Acute toxicity of atrazine degradation solutions via advanced oxidation processes: An experimental and in-silico approach based on mass spectrometry data.

Although atrazine has been banned, residues of the compound and its metabolites are still detected in certain areas of French groundwater. In response to the European Green Deal, this study focuses on the degradation of atrazine in tap water and the toxicological evolution of different treatments. The degradation efficiency of atrazine in deionized water by high-voltage electrical discharge (HVED) and high-frequency ultrasound (HFUS) was higher than that in tap water with the same initial atrazine concentration, likely due to competition from impurities in tap water, such as ions and other organic compounds. Additionally, acute toxicity testing using Daphnia magna was conducted to assess the toxicological impact of the degradation processes.
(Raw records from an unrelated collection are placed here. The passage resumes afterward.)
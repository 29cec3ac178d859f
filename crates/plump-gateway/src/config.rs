//! Configuration loading and typed config structures for the web bridge.
//!
//! The canonical configuration lives in `plump-web.yaml` next to the
//! binary. Every field has a default, so a missing file (or a missing
//! section) simply means "use the defaults". A handful of environment
//! variables override the YAML for container deployments:
//!
//! | Variable | Overrides |
//! |----------|-----------|
//! | `PLUMP_HOST` | `server.host` |
//! | `PLUMP_PORT` | `server.port` |
//! | `PLUMP_UPSTREAM_HOST` | `upstream.host` |
//! | `PLUMP_UPSTREAM_PORT` | `upstream.port` |

use std::path::{Path, PathBuf};
use std::time::Duration;

use serde::Deserialize;

use plump_protocol::DEFAULT_MAX_FRAME_LEN;

/// Errors that can occur when loading configuration.
#[derive(Debug, thiserror::Error)]
pub enum ConfigError {
    /// Failed to read the configuration file from disk.
    #[error("failed to read config file: {source}")]
    Io {
        /// The underlying I/O error.
        #[from]
        source: std::io::Error,
    },

    /// Failed to parse YAML content.
    #[error("failed to parse config YAML: {source}")]
    Yaml {
        /// The underlying YAML parse error.
        source: serde_yml::Error,
    },

    /// An environment override could not be parsed.
    #[error("invalid value for {name}: {message}")]
    Env {
        /// The environment variable name.
        name: &'static str,
        /// What was wrong with it.
        message: String,
    },

    /// A value is out of range.
    #[error("invalid config: {0}")]
    Invalid(String),
}

impl From<serde_yml::Error> for ConfigError {
    fn from(source: serde_yml::Error) -> Self {
        Self::Yaml { source }
    }
}

/// Top-level bridge configuration.
///
/// Mirrors the structure of `plump-web.yaml`.
#[derive(Debug, Clone, Default, PartialEq, Eq, Deserialize)]
pub struct GatewayConfig {
    /// Browser-facing HTTP server.
    #[serde(default)]
    pub server: ServerSettings,

    /// The game server every session connects to.
    #[serde(default)]
    pub upstream: UpstreamSettings,

    /// Session registry and event stream behaviour.
    #[serde(default)]
    pub sessions: SessionSettings,

    /// Logging output.
    #[serde(default)]
    pub logging: LoggingSettings,
}

/// HTTP listener settings.
#[derive(Debug, Clone, PartialEq, Eq, Deserialize)]
#[serde(default)]
pub struct ServerSettings {
    /// Address to bind (e.g. `0.0.0.0`).
    pub host: String,
    /// TCP port to listen on.
    pub port: u16,
    /// Directory of static front-end files served for unmatched paths.
    pub static_dir: Option<PathBuf>,
}

impl Default for ServerSettings {
    fn default() -> Self {
        Self {
            host: String::from("0.0.0.0"),
            port: 3000,
            static_dir: Some(PathBuf::from("public")),
        }
    }
}

/// Game server connection settings.
#[derive(Debug, Clone, PartialEq, Eq, Deserialize)]
#[serde(default)]
pub struct UpstreamSettings {
    /// Game server host.
    pub host: String,
    /// Game server port.
    pub port: u16,
    /// Deadline for establishing the TCP connection.
    pub connect_timeout_ms: u64,
    /// Deadline for the server's name prompt; `None` waits forever.
    pub handshake_timeout_ms: Option<u64>,
    /// Size of each socket read.
    pub read_buffer_bytes: usize,
    /// Largest accepted frame payload.
    pub max_frame_len: usize,
    /// Outbound commands that may wait for the socket before new ones
    /// are dropped.
    pub command_queue: usize,
}

impl Default for UpstreamSettings {
    fn default() -> Self {
        Self {
            host: String::from("127.0.0.1"),
            port: 9999,
            connect_timeout_ms: 5_000,
            handshake_timeout_ms: Some(30_000),
            read_buffer_bytes: 1024,
            max_frame_len: DEFAULT_MAX_FRAME_LEN,
            command_queue: 64,
        }
    }
}

impl UpstreamSettings {
    /// `host:port` of the game server.
    pub fn address(&self) -> String {
        format!("{}:{}", self.host, self.port)
    }

    /// Connect deadline as a [`Duration`].
    pub const fn connect_timeout(&self) -> Duration {
        Duration::from_millis(self.connect_timeout_ms)
    }

    /// Name prompt deadline as a [`Duration`], if any.
    pub fn handshake_timeout(&self) -> Option<Duration> {
        self.handshake_timeout_ms.map(Duration::from_millis)
    }
}

/// Session lifecycle settings.
#[derive(Debug, Clone, PartialEq, Eq, Deserialize)]
#[serde(default)]
pub struct SessionSettings {
    /// Upper bound on live sessions; `None` is unbounded.
    pub max_sessions: Option<usize>,
    /// Messages buffered per session for a slow event stream.
    pub event_capacity: usize,
    /// Sessions without an event stream are dropped after this long.
    pub idle_ttl_secs: u64,
    /// Name of the identity cookie.
    pub cookie_name: String,
    /// Reconnect delay advertised to `EventSource` clients.
    pub sse_retry_ms: u64,
    /// Interval between SSE keep-alive comments.
    pub sse_keep_alive_secs: u64,
}

impl Default for SessionSettings {
    fn default() -> Self {
        Self {
            max_sessions: None,
            event_capacity: 64,
            idle_ttl_secs: 600,
            cookie_name: String::from("player_id"),
            sse_retry_ms: 10_000,
            sse_keep_alive_secs: 15,
        }
    }
}

impl SessionSettings {
    /// Idle session lifetime as a [`Duration`].
    pub const fn idle_ttl(&self) -> Duration {
        Duration::from_secs(self.idle_ttl_secs)
    }

    /// SSE `retry:` value as a [`Duration`].
    pub const fn sse_retry(&self) -> Duration {
        Duration::from_millis(self.sse_retry_ms)
    }

    /// SSE keep-alive interval as a [`Duration`].
    pub const fn sse_keep_alive(&self) -> Duration {
        Duration::from_secs(self.sse_keep_alive_secs)
    }
}

/// Output format for log lines.
#[derive(Debug, Clone, Copy, Default, PartialEq, Eq, Deserialize)]
#[serde(rename_all = "lowercase")]
pub enum LogFormat {
    /// Human-readable lines.
    #[default]
    Pretty,
    /// One JSON object per line.
    Json,
}

/// Logging settings.
#[derive(Debug, Clone, PartialEq, Eq, Deserialize)]
#[serde(default)]
pub struct LoggingSettings {
    /// Default filter directive when `RUST_LOG` is unset.
    pub level: String,
    /// Line format.
    pub format: LogFormat,
}

impl Default for LoggingSettings {
    fn default() -> Self {
        Self {
            level: String::from("info"),
            format: LogFormat::Pretty,
        }
    }
}

impl GatewayConfig {
    /// Load configuration from a YAML file.
    pub fn from_file(path: &Path) -> Result<Self, ConfigError> {
        let contents = std::fs::read_to_string(path)?;
        Self::from_yaml_str(&contents)
    }

    /// Parse configuration from a YAML string.
    pub fn from_yaml_str(yaml: &str) -> Result<Self, ConfigError> {
        let config: Self = serde_yml::from_str(yaml)?;
        Ok(config)
    }

    /// Load `path` if it exists (defaults otherwise), apply environment
    /// overrides and validate the result.
    pub fn load(path: &Path) -> Result<Self, ConfigError> {
        let mut config = if path.exists() {
            Self::from_file(path)?
        } else {
            Self::default()
        };
        config.apply_overrides(|name| std::env::var(name).ok())?;
        config.validate()?;
        Ok(config)
    }

    /// Apply `PLUMP_*` overrides obtained through `lookup`.
    pub fn apply_overrides<F>(&mut self, lookup: F) -> Result<(), ConfigError>
    where
        F: Fn(&str) -> Option<String>,
    {
        if let Some(host) = lookup("PLUMP_HOST") {
            self.server.host = host;
        }
        if let Some(port) = lookup("PLUMP_PORT") {
            self.server.port = parse_port("PLUMP_PORT", &port)?;
        }
        if let Some(host) = lookup("PLUMP_UPSTREAM_HOST") {
            self.upstream.host = host;
        }
        if let Some(port) = lookup("PLUMP_UPSTREAM_PORT") {
            self.upstream.port = parse_port("PLUMP_UPSTREAM_PORT", &port)?;
        }
        Ok(())
    }

    /// Reject values that would make the bridge unusable.
    pub fn validate(&self) -> Result<(), ConfigError> {
        if self.server.port == 0 {
            return Err(ConfigError::Invalid("server.port must be non-zero".to_owned()));
        }
        if self.upstream.port == 0 {
            return Err(ConfigError::Invalid("upstream.port must be non-zero".to_owned()));
        }
        if self.upstream.read_buffer_bytes == 0 {
            return Err(ConfigError::Invalid(
                "upstream.read_buffer_bytes must be non-zero".to_owned(),
            ));
        }
        if self.upstream.command_queue == 0 {
            return Err(ConfigError::Invalid(
                "upstream.command_queue must be non-zero".to_owned(),
            ));
        }
        if self.sessions.event_capacity == 0 {
            return Err(ConfigError::Invalid(
                "sessions.event_capacity must be non-zero".to_owned(),
            ));
        }
        if self.sessions.max_sessions == Some(0) {
            return Err(ConfigError::Invalid(
                "sessions.max_sessions must be non-zero when set".to_owned(),
            ));
        }
        if self.sessions.cookie_name.is_empty() {
            return Err(ConfigError::Invalid("sessions.cookie_name is empty".to_owned()));
        }
        Ok(())
    }
}

fn parse_port(name: &'static str, value: &str) -> Result<u16, ConfigError> {
    value.trim().parse().map_err(|e| ConfigError::Env {
        name,
        message: format!("{value:?} is not a port: {e}"),
    })
}

#[cfg(test)]
#[allow(clippy::unwrap_used)]
mod tests {
    use super::*;

    #[test]
    fn defaults_match_reference_deployment() {
        let config = GatewayConfig::default();
        assert_eq!(config.server.port, 3000);
        assert_eq!(config.upstream.address(), "127.0.0.1:9999");
        assert_eq!(config.upstream.read_buffer_bytes, 1024);
        assert_eq!(config.sessions.cookie_name, "player_id");
        assert_eq!(config.sessions.sse_retry(), Duration::from_secs(10));
        assert!(config.validate().is_ok());
    }

    #[test]
    fn partial_yaml_fills_defaults() {
        let yaml = r"
upstream:
  host: game.internal
  port: 7000
  handshake_timeout_ms: ~
logging:
  format: json
";
        let config = GatewayConfig::from_yaml_str(yaml).unwrap();
        assert_eq!(config.upstream.address(), "game.internal:7000");
        assert_eq!(config.upstream.handshake_timeout(), None);
        assert_eq!(config.upstream.connect_timeout_ms, 5_000);
        assert_eq!(config.logging.format, LogFormat::Json);
        assert_eq!(config.server, ServerSettings::default());
    }

    #[test]
    fn empty_yaml_is_default() {
        let config = GatewayConfig::from_yaml_str("{}").unwrap();
        assert_eq!(config, GatewayConfig::default());
    }

    #[test]
    fn invalid_yaml_is_an_error() {
        let result = GatewayConfig::from_yaml_str("upstream: [1, 2");
        assert!(matches!(result, Err(ConfigError::Yaml { .. })));
    }

    #[test]
    fn env_overrides_apply() {
        let mut config = GatewayConfig::default();
        config
            .apply_overrides(|name| match name {
                "PLUMP_PORT" => Some("8081".to_owned()),
                "PLUMP_UPSTREAM_HOST" => Some("10.0.0.5".to_owned()),
                _ => None,
            })
            .unwrap();
        assert_eq!(config.server.port, 8081);
        assert_eq!(config.upstream.host, "10.0.0.5");
        assert_eq!(config.upstream.port, 9999);
    }

    #[test]
    fn bad_env_port_is_rejected() {
        let mut config = GatewayConfig::default();
        let result = config.apply_overrides(|name| {
            (name == "PLUMP_UPSTREAM_PORT").then(|| "ninety".to_owned())
        });
        assert!(matches!(
            result,
            Err(ConfigError::Env {
                name: "PLUMP_UPSTREAM_PORT",
                ..
            })
        ));
    }

    #[test]
    fn validation_rejects_zero_capacities() {
        let mut config = GatewayConfig::default();
        config.sessions.event_capacity = 0;
        assert!(config.validate().is_err());

        let mut config = GatewayConfig::default();
        config.upstream.read_buffer_bytes = 0;
        assert!(config.validate().is_err());

        let mut config = GatewayConfig::default();
        config.sessions.max_sessions = Some(0);
        assert!(config.validate().is_err());
    }

    #[test]
    fn validation_rejects_zero_ports() {
        let mut config = GatewayConfig::default();
        config.server.port = 0;
        assert!(config.validate().is_err());

        let mut config = GatewayConfig::default();
        config.upstream.port = 0;
        assert!(config.validate().is_err());
    }

    #[test]
    fn missing_file_loads_defaults() {
        let config = GatewayConfig::load(Path::new("/nonexistent/plump-web.yaml")).unwrap();
        assert_eq!(config.upstream.port, GatewayConfig::default().upstream.port);
    }
}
Acute toxicity (LC50) values were used to evaluate the toxicity of the different treatment solutions initially containing atrazine. High-resolution mass spectrometry coupled with liquid chromatography (LC-HRMS) was employed to identify and compare the transformation products generated by each degradation technique. Furthermore, an in-silico toxicity evaluation using the QSAR model was proposed and compared to the experimental data. The in-vivo assessment revealed that atrazine solutions treated with Fenton oxidation (LC50 < 0.1 mg/L) were significantly more toxic than those treated with HFUS (LC50 > 5 mg/L) or HVED (1.5 < LC50 < 2.5 mg/L). However, in the in-silico evaluation, Fenton oxidation appeared less toxic, as residual toxicity from ferrous ions and hydrogen peroxide was not considered. Consequently, the degradation of atrazine by HVED and HFUS proved to be more efficient and environmentally favorable.